Dataset entries:
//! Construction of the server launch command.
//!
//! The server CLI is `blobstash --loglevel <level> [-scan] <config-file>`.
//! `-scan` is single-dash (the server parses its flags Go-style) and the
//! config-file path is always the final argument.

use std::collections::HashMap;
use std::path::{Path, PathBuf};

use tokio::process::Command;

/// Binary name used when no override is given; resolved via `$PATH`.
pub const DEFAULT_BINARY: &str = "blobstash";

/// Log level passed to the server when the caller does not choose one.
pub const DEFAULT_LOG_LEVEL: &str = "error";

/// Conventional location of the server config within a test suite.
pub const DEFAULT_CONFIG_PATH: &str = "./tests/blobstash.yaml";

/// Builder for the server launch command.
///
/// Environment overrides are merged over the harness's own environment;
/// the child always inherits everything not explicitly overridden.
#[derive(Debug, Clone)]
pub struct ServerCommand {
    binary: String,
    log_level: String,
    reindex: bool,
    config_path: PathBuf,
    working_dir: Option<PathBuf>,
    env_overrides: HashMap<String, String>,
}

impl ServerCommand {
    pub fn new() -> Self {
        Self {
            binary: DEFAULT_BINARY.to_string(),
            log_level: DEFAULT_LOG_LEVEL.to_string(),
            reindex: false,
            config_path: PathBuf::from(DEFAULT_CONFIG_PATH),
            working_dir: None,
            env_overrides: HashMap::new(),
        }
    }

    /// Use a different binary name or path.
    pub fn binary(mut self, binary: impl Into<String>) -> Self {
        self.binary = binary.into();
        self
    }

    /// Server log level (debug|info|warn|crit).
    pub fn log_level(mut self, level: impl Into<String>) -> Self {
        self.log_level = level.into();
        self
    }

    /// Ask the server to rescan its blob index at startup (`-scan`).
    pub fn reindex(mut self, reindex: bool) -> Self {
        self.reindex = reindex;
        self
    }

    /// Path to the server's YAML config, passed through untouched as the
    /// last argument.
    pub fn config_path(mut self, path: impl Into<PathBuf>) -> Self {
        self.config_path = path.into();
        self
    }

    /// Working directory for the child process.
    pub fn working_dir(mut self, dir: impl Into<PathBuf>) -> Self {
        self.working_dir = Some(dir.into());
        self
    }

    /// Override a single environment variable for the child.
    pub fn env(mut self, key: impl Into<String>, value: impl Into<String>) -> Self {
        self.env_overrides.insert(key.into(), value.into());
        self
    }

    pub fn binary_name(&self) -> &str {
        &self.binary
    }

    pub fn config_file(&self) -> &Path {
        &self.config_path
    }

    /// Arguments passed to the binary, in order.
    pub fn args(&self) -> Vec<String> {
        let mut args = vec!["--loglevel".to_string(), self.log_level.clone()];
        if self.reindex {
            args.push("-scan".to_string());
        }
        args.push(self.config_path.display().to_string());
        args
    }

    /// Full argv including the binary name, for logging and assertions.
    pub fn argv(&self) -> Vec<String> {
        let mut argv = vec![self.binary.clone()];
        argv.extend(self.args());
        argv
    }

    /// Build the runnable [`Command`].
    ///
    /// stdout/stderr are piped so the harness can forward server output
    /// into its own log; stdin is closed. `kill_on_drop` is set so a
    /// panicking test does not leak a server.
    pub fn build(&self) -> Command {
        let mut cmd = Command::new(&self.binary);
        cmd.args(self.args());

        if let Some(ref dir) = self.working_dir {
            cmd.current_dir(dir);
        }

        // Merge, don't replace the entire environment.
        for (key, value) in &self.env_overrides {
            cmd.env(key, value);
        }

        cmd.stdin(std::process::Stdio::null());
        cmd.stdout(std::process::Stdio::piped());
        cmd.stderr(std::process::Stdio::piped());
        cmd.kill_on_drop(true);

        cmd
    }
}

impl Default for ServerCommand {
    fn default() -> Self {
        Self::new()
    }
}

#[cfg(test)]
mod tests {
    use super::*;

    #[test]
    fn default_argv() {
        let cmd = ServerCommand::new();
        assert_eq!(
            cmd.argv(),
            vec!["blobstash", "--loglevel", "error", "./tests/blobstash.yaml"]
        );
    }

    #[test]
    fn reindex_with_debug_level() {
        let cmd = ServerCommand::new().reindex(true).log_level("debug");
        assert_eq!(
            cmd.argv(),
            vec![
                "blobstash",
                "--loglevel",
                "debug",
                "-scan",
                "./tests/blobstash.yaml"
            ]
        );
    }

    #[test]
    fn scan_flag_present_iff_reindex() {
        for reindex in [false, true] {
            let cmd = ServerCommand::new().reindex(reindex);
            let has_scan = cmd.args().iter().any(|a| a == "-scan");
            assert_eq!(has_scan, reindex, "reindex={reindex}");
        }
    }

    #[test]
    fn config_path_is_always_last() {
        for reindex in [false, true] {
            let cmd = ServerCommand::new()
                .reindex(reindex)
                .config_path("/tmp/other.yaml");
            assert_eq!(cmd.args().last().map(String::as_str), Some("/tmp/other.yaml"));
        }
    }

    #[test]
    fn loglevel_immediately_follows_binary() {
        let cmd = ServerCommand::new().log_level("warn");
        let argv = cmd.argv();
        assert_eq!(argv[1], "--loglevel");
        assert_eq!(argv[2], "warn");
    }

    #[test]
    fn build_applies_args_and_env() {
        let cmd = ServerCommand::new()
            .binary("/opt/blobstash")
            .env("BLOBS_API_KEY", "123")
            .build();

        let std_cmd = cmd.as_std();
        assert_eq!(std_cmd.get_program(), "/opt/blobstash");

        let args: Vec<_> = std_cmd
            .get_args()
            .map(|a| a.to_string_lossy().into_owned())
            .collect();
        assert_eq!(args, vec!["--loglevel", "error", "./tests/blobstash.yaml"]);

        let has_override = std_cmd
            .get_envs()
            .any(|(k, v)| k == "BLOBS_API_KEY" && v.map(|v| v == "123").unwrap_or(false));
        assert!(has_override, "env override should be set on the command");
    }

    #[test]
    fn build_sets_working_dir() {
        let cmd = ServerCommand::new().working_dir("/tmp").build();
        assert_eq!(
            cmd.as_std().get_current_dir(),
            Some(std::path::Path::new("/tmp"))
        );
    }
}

TO DO: An exact reproduction of all the records is required.

OUTPUT OF THE TASK:
//! Construction of the server launch command.
//!
//! The server CLI is `blobstash --loglevel <level> [-scan] <config-file>`.
//! `-scan` is single-dash (the server parses its flags Go-style) and the
//! config-file path is always the final argument.

use std::collections::HashMap;
use std::path::{Path, PathBuf};

use tokio::process::Command;

/// Binary name used when no override is given; resolved via `$PATH`.
pub const DEFAULT_BINARY: &str = "blobstash";

/// Log level passed to the server when the caller does not choose one.
pub const DEFAULT_LOG_LEVEL: &str = "error";

/// Conventional location of the server config within a test suite.
pub const DEFAULT_CONFIG_PATH: &str = "./tests/blobstash.yaml";

/// Builder for the server launch command.
///
/// Environment overrides are merged over the harness's own environment;
/// the child always inherits everything not explicitly overridden.
#[derive(Debug, Clone)]
pub struct ServerCommand {
    binary: String,
    log_level: String,
    reindex: bool,
    config_path: PathBuf,
    working_dir: Option<PathBuf>,
    env_overrides: HashMap<String, String>,
}

impl ServerCommand {
    pub fn new() -> Self {
        Self {
            binary: DEFAULT_BINARY.to_string(),
            log_level: DEFAULT_LOG_LEVEL.to_string(),
            reindex: false,
            config_path: PathBuf::from(DEFAULT_CONFIG_PATH),
            working_dir: None,
            env_overrides: HashMap::new(),
        }
    }

    /// Use a different binary name or path.
    pub fn binary(mut self, binary: impl Into<String>) -> Self {
        self.binary = binary.into();
        self
    }

    /// Server log level (debug|info|warn|crit).
    pub fn log_level(mut self, level: impl Into<String>) -> Self {
        self.log_level = level.into();
        self
    }

    /// Ask the server to rescan its blob index at startup (`-scan`).
    pub fn reindex(mut self, reindex: bool) -> Self {
        self.reindex = reindex;
        self
    }

    /// Path to the server's YAML config, passed through untouched as the
    /// last argument.
    pub fn config_path(mut self, path: impl Into<PathBuf>) -> Self {
        self.config_path = path.into();
        self
    }

    /// Working directory for the child process.
    pub fn working_dir(mut self, dir: impl Into<PathBuf>) -> Self {
        self.working_dir = Some(dir.into());
        self
    }

    /// Override a single environment variable for the child.
    pub fn env(mut self, key: impl Into<String>, value: impl Into<String>) -> Self {
        self.env_overrides.insert(key.into(), value.into());
        self
    }

    pub fn binary_name(&self) -> &str {
        &self.binary
    }

    pub fn config_file(&self) -> &Path {
        &self.config_path
    }

    /// Arguments passed to the binary, in order.
    pub fn args(&self) -> Vec<String> {
        let mut args = vec!["--loglevel".to_string(), self.log_level.clone()];
        if self.reindex {
            args.push("-scan".to_string());
        }
        args.push(self.config_path.display().to_string());
        args
    }

    /// Full argv including the binary name, for logging and assertions.
    pub fn argv(&self) -> Vec<String> {
        let mut argv = vec![self.binary.clone()];
        argv.extend(self.args());
        argv
    }

    /// Build the runnable [`Command`].
    ///
    /// stdout/stderr are piped so the harness can forward server output
    /// into its own log; stdin is closed. `kill_on_drop` is set so a
    /// panicking test does not leak a server.
    pub fn build(&self) -> Command {
        let mut cmd = Command::new(&self.binary);
        cmd.args(self.args());

        if let Some(ref dir) = self.working_dir {
            cmd.current_dir(dir);
        }

        // Merge, don't replace the entire environment.
        for (key, value) in &self.env_overrides {
            cmd.env(key, value);
        }

        cmd.stdin(std::process::Stdio::null());
        cmd.stdout(std::process::Stdio::piped());
        cmd.stderr(std::process::Stdio::piped());
        cmd.kill_on_drop(true);

        cmd
    }
}

impl Default for ServerCommand {
    fn default() -> Self {
        Self::new()
    }
}

#[cfg(test)]
mod tests {
    use super::*;

    #[test]
    fn default_argv() {
        let cmd = ServerCommand::new();
        assert_eq!(
            cmd.argv(),
            vec!["blobstash", "--loglevel", "error", "./tests/blobstash.yaml"]
        );
    }

    #[test]
    fn reindex_with_debug_level() {
        let cmd = ServerCommand::new().reindex(true).log_level("debug");
        assert_eq!(
            cmd.argv(),
            vec![
                "blobstash",
                "--loglevel",
                "debug",
                "-scan",
                "./tests/blobstash.yaml"
            ]
        );
    }

    #[test]
    fn scan_flag_present_iff_reindex() {
        for reindex in [false, true] {
            let cmd = ServerCommand::new().reindex(reindex);
            let has_scan = cmd.args().iter().any(|a| a == "-scan");
            assert_eq!(has_scan, reindex, "reindex={reindex}");
        }
    }

    #[test]
    fn config_path_is_always_last() {
        for reindex in [false, true] {
            let cmd = ServerCommand::new()
                .reindex(reindex)
                .config_path("/tmp/other.yaml");
            assert_eq!(cmd.args().last().map(String::as_str), Some("/tmp/other.yaml"));
        }
    }

    #[test]
    fn loglevel_immediately_follows_binary() {
        let cmd = ServerCommand::new().log_level("warn");
        let argv = cmd.argv();
        assert_eq!(argv[1], "--loglevel");
        assert_eq!(argv[2], "warn");
    }

    #[test]
    fn build_applies_args_and_env() {
        let cmd = ServerCommand::new()
            .binary("/opt/blobstash")
            .env("BLOBS_API_KEY", "123")
            .build();

        let std_cmd = cmd.as_std();
        assert_eq!(std_cmd.get_program(), "/opt/blobstash");

        let args: Vec<_> = std_cmd
            .get_args()
            .map(|a| a.to_string_lossy().into_owned())
            .collect();
        assert_eq!(args, vec!["--loglevel", "error", "./tests/blobstash.yaml"]);

        let has_override = std_cmd
            .get_envs()
            .any(|(k, v)| k == "BLOBS_API_KEY" && v.map(|v| v == "123").unwrap_or(false));
        assert!(has_override, "env override should be set on the command");
    }

    #[test]
    fn build_sets_working_dir() {
        let cmd = ServerCommand::new().working_dir("/tmp").build();
        assert_eq!(
            cmd.as_std().get_current_dir(),
            Some(std::path::Path::new("/tmp"))
        );
    }
}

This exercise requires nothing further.